PKI Spec — Node and Worker Certificate Management

Status: - MVP canonical (required for node-agent communication and enrollment). - Applies to internal control-plane/node/worker trust; public ingress TLS remains edge-managed.

1. Purpose and Scope

Defines the certificate authority hierarchy, certificate profiles, enrollment flow, renewal strategy, revocation model, and task-signing scheme for:

  • Node agent client certificates (one per GPU node)
  • Provisioning worker client certificates (one per worker instance)
  • Control plane server certificate (internal API endpoint)
  • Task signing keypair (Ed25519, separate from TLS)

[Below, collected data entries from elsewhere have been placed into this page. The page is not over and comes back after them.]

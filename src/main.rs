//! `molimport`: import a structure document into an in-memory scene and
//! write the resulting scene as JSON.

use std::fs::File;
use std::io::{self, BufWriter, Write};
use std::path::{Path, PathBuf};

use clap::Parser;
use molimport::error::ImportError;
use molimport::loader::{DocumentLoader, FileFormat, StructureSource};
use molimport::options::{ImportOptions, Style};
use molimport::pipeline::import_structure;
use molimport::scene::MemoryScene;

#[derive(Parser, Debug)]
#[command(
    name = "molimport",
    about = "Import a molecular structure document and emit the scene it builds.",
    version
)]
struct Cli {
    /// Structure document (JSON atom columns with MMTF-style metadata).
    document: PathBuf,
    /// Source format; guessed from the inner extension when omitted
    /// (e.g. `4hhb.cif.json`).
    #[arg(long)]
    format: Option<FileFormat>,
    /// Object name; defaults to the document's file stem.
    #[arg(long)]
    name: Option<String>,
    /// TOML preset to start from.
    #[arg(long, value_name = "FILE")]
    options: Option<PathBuf>,
    /// Visual style preset.
    #[arg(long)]
    style: Option<Style>,
    /// Instance the biological assembly.
    #[arg(long)]
    build_assembly: bool,
    /// Assembly to instance; the first one when omitted.
    #[arg(long, value_name = "ID")]
    assembly: Option<String>,
    /// Skip style graph creation.
    #[arg(long)]
    no_nodes: bool,
    /// Move the structure's centroid to the origin.
    #[arg(long)]
    centre: bool,
    /// Keep water and other solvent residues.
    #[arg(long)]
    keep_solvent: bool,
    /// Destination collection.
    #[arg(long)]
    collection: Option<String>,
    /// Cache directory handed to the loader.
    #[arg(long, value_name = "DIR")]
    cache_dir: Option<PathBuf>,
    /// Log pipeline steps.
    #[arg(short, long)]
    verbose: bool,
    /// Output file. When omitted, stdout is used.
    #[arg(short, long, value_name = "FILE")]
    output: Option<PathBuf>,
}

impl Cli {
    fn import_options(&self) -> Result<ImportOptions, ImportError> {
        let mut options = match &self.options {
            Some(path) => ImportOptions::load(path)?,
            None => ImportOptions::default(),
        };
        if let Some(style) = self.style {
            options.style = style;
        }
        if self.assembly.is_some() {
            options.assembly_id.clone_from(&self.assembly);
        }
        if self.collection.is_some() {
            options.collection.clone_from(&self.collection);
        }
        if self.cache_dir.is_some() {
            options.cache_dir.clone_from(&self.cache_dir);
        }
        options.build_assembly |= self.build_assembly;
        options.setup_nodes &= !self.no_nodes;
        options.centre |= self.centre;
        options.del_solvent &= !self.keep_solvent;
        options.verbose |= self.verbose;
        Ok(options)
    }

    fn source(&self) -> StructureSource {
        // `4hhb.cif.json` -> look at `4hhb.cif`
        let inner = self.document.file_stem().map(Path::new);
        let format = self
            .format
            .or_else(|| inner.and_then(FileFormat::from_path))
            .or_else(|| FileFormat::from_path(&self.document))
            .unwrap_or_default();
        StructureSource::from_path(&self.document).with_format(format)
    }

    fn name(&self) -> String {
        self.name.clone().unwrap_or_else(|| {
            self.document
                .file_name()
                .and_then(|n| n.to_str())
                .and_then(|n| n.split('.').next())
                .unwrap_or("molecule")
                .to_owned()
        })
    }
}

fn run(cli: &Cli) -> Result<(), ImportError> {
    let options = cli.import_options()?;
    let mut scene = MemoryScene::new();
    let model = import_structure(
        &DocumentLoader,
        &mut scene,
        &cli.source(),
        &cli.name(),
        &options,
    )?;
    log::info!(
        "imported {} ({} chains, {} objects)",
        model.name,
        model.chain_ids.len(),
        scene.object_count()
    );

    let writer: Box<dyn Write> = match &cli.output {
        Some(path) => Box::new(File::create(path)?),
        None => Box::new(io::stdout().lock()),
    };
    let mut writer = BufWriter::new(writer);
    serde_json::to_writer_pretty(&mut writer, &scene.snapshot())
        .map_err(io::Error::from)?;
    writer.write_all(b"\n")?;
    writer.flush()?;
    Ok(())
}

fn main() {
    let cli = Cli::parse();

    let default_level = if cli.verbose { "info" } else { "warn" };
    env_logger::Builder::from_env(
        env_logger::Env::default().default_filter_or(default_level),
    )
    .init();

    if let Err(e) = run(&cli) {
        log::error!("{e}");
        std::process::exit(1);
    }
}
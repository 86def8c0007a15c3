//! Benchmarks for entity resolution and assembly transform extraction.

use std::f32::consts::TAU;
use std::hint::black_box;

use criterion::{criterion_group, criterion_main, Criterion};
use glam::{Mat3, Vec3};
use molimport::assembly::{
    extract_transforms, Assembly, AssemblyDescriptor, ChainTransform,
    TransformMode,
};
use molimport::structure::entity::{resolve_entity_ids, EntityChainGroups};

fn chain_label(i: usize) -> String {
    format!("C{i}")
}

fn entity_resolution_benchmark(c: &mut Criterion) {
    let mut group = c.benchmark_group("resolve_entity_ids");

    for chains in [4, 24, 120] {
        let mut groups = EntityChainGroups::new();
        // two chains per entity, like a homodimer repeated
        for e in 0..chains / 2 {
            let _ = groups.push_entity([chain_label(2 * e), chain_label(2 * e + 1)]);
        }
        let atom_chains: Vec<String> = (0..chains * 2_000)
            .map(|i| chain_label(i % chains))
            .collect();

        let _ = group.bench_function(format!("{chains}_chains"), |b| {
            b.iter(|| resolve_entity_ids(black_box(atom_chains.as_slice()), &groups));
        });
    }
    group.finish();
}

/// Icosahedral-capsid-sized assembly: 60 rotations about z.
fn capsid() -> AssemblyDescriptor {
    let transforms = (0..60)
        .map(|i| {
            ChainTransform::from_rotation_translation(
                ["A", "B", "C"],
                Mat3::from_rotation_z(TAU * i as f32 / 60.0),
                Vec3::new(0.0, 0.0, i as f32),
            )
        })
        .collect();
    AssemblyDescriptor::from_assemblies(vec![Assembly::new("1", transforms)])
        .unwrap_or_default()
}

fn transform_extraction_benchmark(c: &mut Criterion) {
    let descriptor = capsid();
    let labels: Vec<String> = ["A", "B", "C"].map(str::to_owned).to_vec();

    let _ = c.bench_function("extract_transforms_matrix", |b| {
        b.iter(|| {
            extract_transforms(Some(black_box(&descriptor)), "1", TransformMode::Matrix)
        });
    });
    let _ = c.bench_function("extract_transforms_quaternion_rows", |b| {
        b.iter(|| {
            extract_transforms(
                Some(black_box(&descriptor)),
                "1",
                TransformMode::Quaternion,
            )
            .map(|t| t.instance_rows(0, &labels))
        });
    });
}

criterion_group!(benches, entity_resolution_benchmark, transform_extraction_benchmark);
criterion_main!(benches);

Out of scope: public API TLS (managed by edge gateway/CDN); Keycloak TLS; user-facing HTTPS.


2. CA Technology

MVP: Smallstep step-ca

Rationale: battle-tested, supports JWK/X5C provisioners natively, short-lived cert model built-in, renewal via existing cert (X5C), single-use token issuance for enrollment.

step-ca is deployed as an internal Kubernetes service (pki-ca.internal:9000), not exposed to the public internet. Its private key is stored in the cloud KMS (never on disk).

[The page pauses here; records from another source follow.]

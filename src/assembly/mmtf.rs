//! MMTF-style structure metadata.
//!
//! MMTF stores entities and biological assemblies as lists that refer to
//! chains by index into `chainNameList`. These types mirror those records so
//! decoded MMTF (or any document using the same field names) can be turned
//! into [`EntityChainGroups`] and an [`AssemblyDescriptor`].

use glam::Mat4;
use serde::{Deserialize, Serialize};

use super::{Assembly, AssemblyDescriptor, ChainTransform};
use crate::error::ImportError;
use crate::structure::entity::EntityChainGroups;

/// One entry of `entityList`.
#[derive(Debug, Clone, PartialEq, Serialize, Deserialize)]
#[serde(rename_all = "camelCase")]
pub struct MmtfEntity {
    /// Indices into `chainNameList` of the chains belonging to the entity.
    pub chain_index_list: Vec<usize>,
    /// Free-text description.
    #[serde(default)]
    pub description: String,
    /// Entity type ("polymer", "non-polymer", "water", ...).
    #[serde(default, rename = "type")]
    pub kind: String,
    /// One-letter sequence for polymers.
    #[serde(default)]
    pub sequence: String,
}

/// One entry of a bio-assembly `transformList`.
#[derive(Debug, Clone, PartialEq, Serialize, Deserialize)]
#[serde(rename_all = "camelCase")]
pub struct MmtfTransform {
    /// Indices into `chainNameList` of the chains to transform.
    pub chain_index_list: Vec<usize>,
    /// 4x4 matrix, 16 values in column-major order.
    pub matrix: [f32; 16],
}

/// One entry of `bioAssemblyList`.
#[derive(Debug, Clone, PartialEq, Serialize, Deserialize)]
#[serde(rename_all = "camelCase")]
pub struct MmtfBioAssembly {
    /// Assembly name; positions are used ("1", "2", ...) when empty.
    #[serde(default)]
    pub name: String,
    /// Operations of the assembly.
    pub transform_list: Vec<MmtfTransform>,
}

fn chain_name<'a>(
    chain_names: &'a [String],
    index: usize,
    context: impl FnOnce() -> String,
) -> Result<&'a str, ImportError> {
    chain_names.get(index).map(String::as_str).ok_or_else(|| {
        ImportError::InvalidMetadata(format!(
            "{} refers to chain index {index}, but only {} chains are named",
            context(),
            chain_names.len()
        ))
    })
}

/// Chain groups of `entityList`.
pub fn entity_groups_from_mmtf(
    entities: &[MmtfEntity],
    chain_names: &[String],
) -> Result<EntityChainGroups, ImportError> {
    EntityChainGroups::from_chain_indices(
        entities.iter().map(|e| e.chain_index_list.as_slice()),
        chain_names,
    )
}

/// Descriptor of `bioAssemblyList`.
///
/// Chain indices become chain names; several chain instances may share a
/// name (e.g. a polymer and its ligands), so names are de-duplicated within
/// each operation, keeping first-use order.
pub fn assembly_descriptor_from_mmtf(
    assemblies: &[MmtfBioAssembly],
    chain_names: &[String],
) -> Result<AssemblyDescriptor, ImportError> {
    let mut descriptor = AssemblyDescriptor::new();
    for (a, assembly) in assemblies.iter().enumerate() {
        let id = if assembly.name.is_empty() {
            (a + 1).to_string()
        } else {
            assembly.name.clone()
        };
        let mut transforms = Vec::with_capacity(assembly.transform_list.len());
        for (t, transform) in assembly.transform_list.iter().enumerate() {
            let mut chain_ids: Vec<String> = Vec::new();
            for &index in &transform.chain_index_list {
                let name = chain_name(chain_names, index, || {
                    format!("operation {t} of assembly `{id}`")
                })?;
                if !chain_ids.iter().any(|c| c == name) {
                    chain_ids.push(name.to_owned());
                }
            }
            transforms.push(ChainTransform {
                chain_ids,
                matrix: Mat4::from_cols_array(&transform.matrix),
            });
        }
        descriptor.push(Assembly::new(id, transforms))?;
    }
    Ok(descriptor)
}

#[cfg(test)]
mod tests {
    use glam::Vec3;

    use super::*;

    fn names(ids: &[&str]) -> Vec<String> {
        ids.iter().map(|s| (*s).to_owned()).collect()
    }

    const IDENTITY: [f32; 16] = [
        1.0, 0.0, 0.0, 0.0, //
        0.0, 1.0, 0.0, 0.0, //
        0.0, 0.0, 1.0, 0.0, //
        0.0, 0.0, 0.0, 1.0,
    ];

    #[test]
    fn decodes_camel_case_records() {
        let json = r#"[{
            "name": "1",
            "transformList": [
                {"chainIndexList": [0, 1, 2],
                 "matrix": [1,0,0,0, 0,1,0,0, 0,0,1,0, 12.5,-3,4,1]}
            ]
        }]"#;
        let list: Vec<MmtfBioAssembly> = serde_json::from_str(json).unwrap();
        let descriptor =
            assembly_descriptor_from_mmtf(&list, &names(&["A", "A", "B"]))
                .unwrap();
        let op = &descriptor.get("1").unwrap().transforms[0];
        assert_eq!(op.chain_ids, names(&["A", "B"]));
        // column-major: the translation sits in the last four values
        assert_eq!(op.translation(), Vec3::new(12.5, -3.0, 4.0));
    }

    #[test]
    fn unnamed_assemblies_are_numbered() {
        let list = vec![
            MmtfBioAssembly {
                name: String::new(),
                transform_list: vec![MmtfTransform {
                    chain_index_list: vec![0],
                    matrix: IDENTITY,
                }],
            };
            2
        ];
        let descriptor =
            assembly_descriptor_from_mmtf(&list, &names(&["A"])).unwrap();
        assert_eq!(descriptor.ids().collect::<Vec<_>>(), vec!["1", "2"]);
    }

    #[test]
    fn bad_chain_index_is_invalid_metadata() {
        let list = vec![MmtfBioAssembly {
            name: "1".into(),
            transform_list: vec![MmtfTransform {
                chain_index_list: vec![4],
                matrix: IDENTITY,
            }],
        }];
        let err =
            assembly_descriptor_from_mmtf(&list, &names(&["A"])).unwrap_err();
        assert!(matches!(err, ImportError::InvalidMetadata(_)));
    }

    #[test]
    fn entities_group_chains_by_index() {
        let json = r#"[
            {"chainIndexList": [0, 1], "description": "HEMOGLOBIN ALPHA", "type": "polymer"},
            {"chainIndexList": [2], "type": "water"}
        ]"#;
        let entities: Vec<MmtfEntity> = serde_json::from_str(json).unwrap();
        assert_eq!(entities[1].kind, "water");
        let groups =
            entity_groups_from_mmtf(&entities, &names(&["A", "C", "W"])).unwrap();
        assert_eq!(groups.chains(0), Some(&names(&["A", "C"])[..]));
        assert_eq!(groups.chains(1), Some(&names(&["W"])[..]));
    }
}
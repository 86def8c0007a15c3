//! Crate-level error types.

use thiserror::Error;

use crate::loader::FileFormat;

/// Errors produced by the molimport crate.
///
/// Only [`ImportError::Load`] and errors raised by the host scene are fatal
/// to an import. [`ImportError::MissingChainMapping`] and
/// [`ImportError::UnsupportedAssemblyMetadata`] describe routine absence of
/// optional enrichment data and are degraded by the pipeline.
#[derive(Debug, Error)]
pub enum ImportError {
    /// The structure source could not be parsed at all.
    #[error("structure load error: {0}")]
    Load(String),
    /// An atom references a chain that no entity lists.
    #[error("chain `{chain_id}` is not claimed by any entity")]
    MissingChainMapping {
        /// The unmapped chain identifier.
        chain_id: String,
    },
    /// The source format carries no biological assembly section.
    #[error("{format} files carry no biological assembly metadata")]
    UnsupportedAssemblyMetadata {
        /// Format of the offending source.
        format: FileFormat,
    },
    /// A biological assembly id that the descriptor does not define.
    #[error("unknown biological assembly `{0}`")]
    UnknownAssembly(String),
    /// Entity, chain or assembly metadata is present but malformed.
    #[error("invalid structure metadata: {0}")]
    InvalidMetadata(String),
    /// Atom annotation columns disagree with each other.
    #[error("inconsistent atom array: {0}")]
    InvalidStructure(String),
    /// The host scene refused to create or modify an object.
    #[error("host scene error: {0}")]
    Scene(String),
    /// Generic I/O failure.
    #[error("I/O error: {0}")]
    Io(#[from] std::io::Error),
    /// TOML options parsing/serialization failure.
    #[error("options parse error: {0}")]
    OptionsParse(String),
}

impl ImportError {
    /// Whether this error only signals that optional enrichment data is
    /// absent, as opposed to a malformed or unreadable structure.
    #[must_use]
    pub fn is_routine_absence(&self) -> bool {
        matches!(
            self,
            Self::MissingChainMapping { .. }
                | Self::UnsupportedAssemblyMetadata { .. }
        )
    }
}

2.1 Migration Path to Vault PKI

All Go code interacts with a CAClient interface (see §9). To migrate to HashiCorp Vault PKI:

  1. Implement VaultCAClient satisfying the same interface.
  2. Run both implementations in parallel during transition (dual-sign period).
  3. Re-enroll nodes with Vault-signed certs; retire step-ca.
  4. No changes required in node agent, worker, or API handler code.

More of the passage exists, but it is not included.